I have tried lots of different nut milks and cashew is by far my favorite. The texture, taste, time, and ease are all what hooked me. Prepping the ingredients the night before, then throwing them into the blender the next day is all you need to do—no straining necessary. It is easy to make, creamy, and flavorful, but it's also packed with nutrients that can boost your overall well-being.
By the way, I'm trying something new and some of the links in this post are affiliate links, which means I may earn a small commission if you purchase something through them – at no additional cost to you. Thanks for the support!
Nutritional Benefits:
Rich in Healthy Fats: Cashews are a good source of heart-healthy monounsaturated fats, which can help lower bad cholesterol levels and reduce the risk of heart disease.

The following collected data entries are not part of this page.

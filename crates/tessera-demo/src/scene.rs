use winit::event::{ElementState, WindowEvent};
use winit::keyboard::{Key, NamedKey};
use winit::window::WindowId;

use tessera_engine::core::{App, AppControl, FrameCtx};
use tessera_engine::math::{self, ModelView};
use tessera_engine::paint::Color;
use tessera_engine::render::SquareRenderer;
use tessera_engine::shader::{Program, ShaderError};

use crate::motion::Drift;

/// Vertical field of view, degrees.
const FIELD_OF_VIEW: f32 = 45.0;
const Z_NEAR: f32 = 10.0;
const Z_FAR: f32 = 100_000.0;

/// Which demo to show.
#[derive(Debug, Copy, Clone, PartialEq, Eq)]
pub enum SceneKind {
    /// Clear to gray with depth testing on; draws nothing.
    Clear,
    /// Clear to black and draw the drifting square.
    Square,
}

impl SceneKind {
    pub fn from_name(name: &str) -> Option<Self> {
        match name {
            "clear" => Some(SceneKind::Clear),
            "square" => Some(SceneKind::Square),
            _ => None,
        }
    }

    pub fn name(self) -> &'static str {
        match self {
            SceneKind::Clear => "clear",
            SceneKind::Square => "square",
        }
    }

    pub fn clear_color(self) -> Color {
        match self {
            SceneKind::Clear => Color::gray(0.25),
            SceneKind::Square => Color::BLACK,
        }
    }
}

struct Square {
    renderer: SquareRenderer,
    model_view: ModelView,
    drift: Drift,
}

/// The demo application: one clear per tick, plus the square when present.
pub struct DemoApp {
    kind: SceneKind,
    square: Option<Square>,
}

impl DemoApp {
    pub fn clear() -> Self {
        Self {
            kind: SceneKind::Clear,
            square: None,
        }
    }

    pub fn square(program: Program) -> Result<Self, ShaderError> {
        Ok(Self {
            kind: SceneKind::Square,
            square: Some(Square {
                renderer: SquareRenderer::new(program)?,
                model_view: ModelView::new(),
                drift: Drift::default(),
            }),
        })
    }
}

impl App for DemoApp {
    fn on_window_event(&mut self, _window_id: WindowId, event: &WindowEvent) -> AppControl {
        match event {
            WindowEvent::KeyboardInput { event, .. }
                if event.state == ElementState::Pressed
                    && event.logical_key == Key::Named(NamedKey::Escape) =>
            {
                log::info!("escape pressed; exiting");
                AppControl::Exit
            }
            _ => AppControl::Continue,
        }
    }

    fn on_frame(&mut self, ctx: &mut FrameCtx<'_, '_>) -> AppControl {
        let clear = self.kind.clear_color();

        let Some(square) = self.square.as_mut() else {
            return ctx.render(clear, |_, _| {});
        };

        square.drift.step();
        if ctx.time.frame_index % 600 == 0 {
            log::trace!("frame {} drift {:.2}", ctx.time.frame_index, square.drift.offset());
        }

        ctx.render(clear, |rctx, target| {
            let projection = math::perspective(FIELD_OF_VIEW, rctx.aspect(), Z_NEAR, Z_FAR);

            square.model_view.load_identity();
            square.model_view.translate(square.drift.translation());

            let transform = math::transform(projection, &square.model_view);
            square.renderer.draw(rctx, target, transform);
        })
    }
}

#[cfg(test)]
mod tests {
    use super::*;

    #[test]
    fn scene_names_round_trip() {
        for kind in [SceneKind::Clear, SceneKind::Square] {
            assert_eq!(SceneKind::from_name(kind.name()), Some(kind));
        }
        assert_eq!(SceneKind::from_name("cube"), None);
    }

    #[test]
    fn clear_colors_match_each_scene() {
        assert_eq!(SceneKind::Clear.clear_color(), Color::from_premul(0.25, 0.25, 0.25, 1.0));
        assert_eq!(SceneKind::Square.clear_color(), Color::BLACK);
    }

    #[test]
    fn clear_scene_has_no_square() {
        assert!(DemoApp::clear().square.is_none());
    }
}
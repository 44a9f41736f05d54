use std::fmt;

/// Error produced while reading the host page.
#[derive(Debug, Clone, PartialEq)]
pub enum PageError {
    /// The page is not well-formed XML.
    Xml(String),
    /// No element carries the requested id.
    MissingElement { id: String },
    /// The element exists but has an unexpected tag.
    WrongElement { id: String, expected: &'static str, found: String },
    /// An attribute value could not be interpreted.
    InvalidAttribute { id: String, name: &'static str, value: String },
}

impl fmt::Display for PageError {
    fn fmt(&self, f: &mut fmt::Formatter<'_>) -> fmt::Result {
        match self {
            PageError::Xml(msg) => write!(f, "page is not well-formed: {msg}"),
            PageError::MissingElement { id } => write!(f, "no element with id `{id}`"),
            PageError::WrongElement { id, expected, found } => {
                write!(f, "element `{id}` is a <{found}>, expected <{expected}>")
            }
            PageError::InvalidAttribute { id, name, value } => {
                write!(f, "element `{id}` has invalid {name}=\"{value}\"")
            }
        }
    }
}

impl std::error::Error for PageError {}
/// Initialization parameters for the GPU layer.
#[derive(Debug, Clone)]
pub struct GpuInit {
    /// Prefer an sRGB surface format when available.
    pub prefer_srgb: bool,

    /// Present mode (swap behavior). FIFO is supported everywhere.
    pub present_mode: wgpu::PresentMode,

    /// Optional alpha mode preference; falls back to a supported mode.
    pub alpha_mode: Option<wgpu::CompositeAlphaMode>,

    /// Required wgpu features. Empty keeps the demo portable.
    pub required_features: wgpu::Features,

    /// Limits requested from the adapter/device.
    pub required_limits: wgpu::Limits,

    /// Desired maximum frame latency for the surface (a hint).
    pub desired_maximum_frame_latency: u32,
}

impl Default for GpuInit {
    fn default() -> Self {
        Self {
            prefer_srgb: true,
            present_mode: wgpu::PresentMode::Fifo,
            alpha_mode: None,
            required_features: wgpu::Features::empty(),
            required_limits: wgpu::Limits::default(),
            desired_maximum_frame_latency: 2,
        }
    }
}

Vitamins and Minerals: Cashews are packed with essential nutrients such as magnesium, phosphorus, and copper, which are important for bone health, energy production, and immune function.
Low in Calories: Cashew milk is lower in calories compared to cow's milk, making it a great option for those looking to manage their weight.
Protein Powerhouse: Cashew milk offers a good amount of protein, making it an excellent choice for individuals looking to increase their protein intake.
Lactose-Free: For individuals who are lactose intolerant or have dairy allergies, cashew milk provides a safe and delicious alternative.
Easy to Digest: Cashew milk is naturally creamy and easy to digest, making it gentle on the stomach.
Why Cashew Milk is Good for You:
Heart-Healthy: Cashew milk contains unsaturated fats, which have been shown to lower cholesterol levels and reduce the risk of heart disease.
Gut-Friendly: The healthy fats in cashew milk support gut health by promoting the growth of beneficial gut bacteria.
Energy Boost: Cashew milk is a great source of energy, thanks to its rich content of vitamins, minerals, and proteins, making it an ideal pick-me-up drink.
Skin Glow: The vitamins and minerals in cashews contribute to healthy skin, giving you that natural glow from within.
Nutritional Breakdown (per 1/4 cup):
Calories: 50
Total Fat: 4g
Carbohydrates: 2g
Protein: 2g
Calcium: 10% of DV
Iron: 6% of DV
How to Make Cashew Milk:
Ingredients:
2 cups raw cashews
8 cups water
6 dates, pitted (or sweeten with honey or maple syrup)
pinch of salt
Instructions:
Soak the Cashews: Add the cashews (2 cups) and dates (6) to a Wide Mouth Mason Jar (32oz), fill the jar with filtered water and let them soak for at least 4 hours or overnight in the fridge. This will help soften the cashews and make them easier to blend.
Blend: Transfer the contents of the jar into a blender (I use a vitamix) and add 4 cups of water (or one more mason full). Blend on high speed until smooth and creamy (1-2 mins).
Strain (Optional): Use a nut milk bag, cheesecloth or a strainer—> like this one I love from Amazon. I stopped straining and just used right from the blender.
Store: Transfer the cashew milk to a sealed container and refrigerate. It will stay fresh for up to 3-4 days. Although I use mine for up to a week. I use these containers from Amazon.
Enjoying Cashew Milk:
Smoothies: Cashew milk adds a creamy texture to smoothies and shakes.
Coffee: Use cashew milk as a dairy-free creamer for your morning coffee.
Matcha/Chai: I donʻt drink coffee, but every morning I have matcha and early evening chai with cashew milk. I get both my chai and matcha from Amazon.
Cereal: Pour cashew milk over your favorite breakfast cereals for a nutritious twist. I add some water to thin it out.
Baking: Substitute cashew milk for dairy milk in recipes for a moist and tender crumb.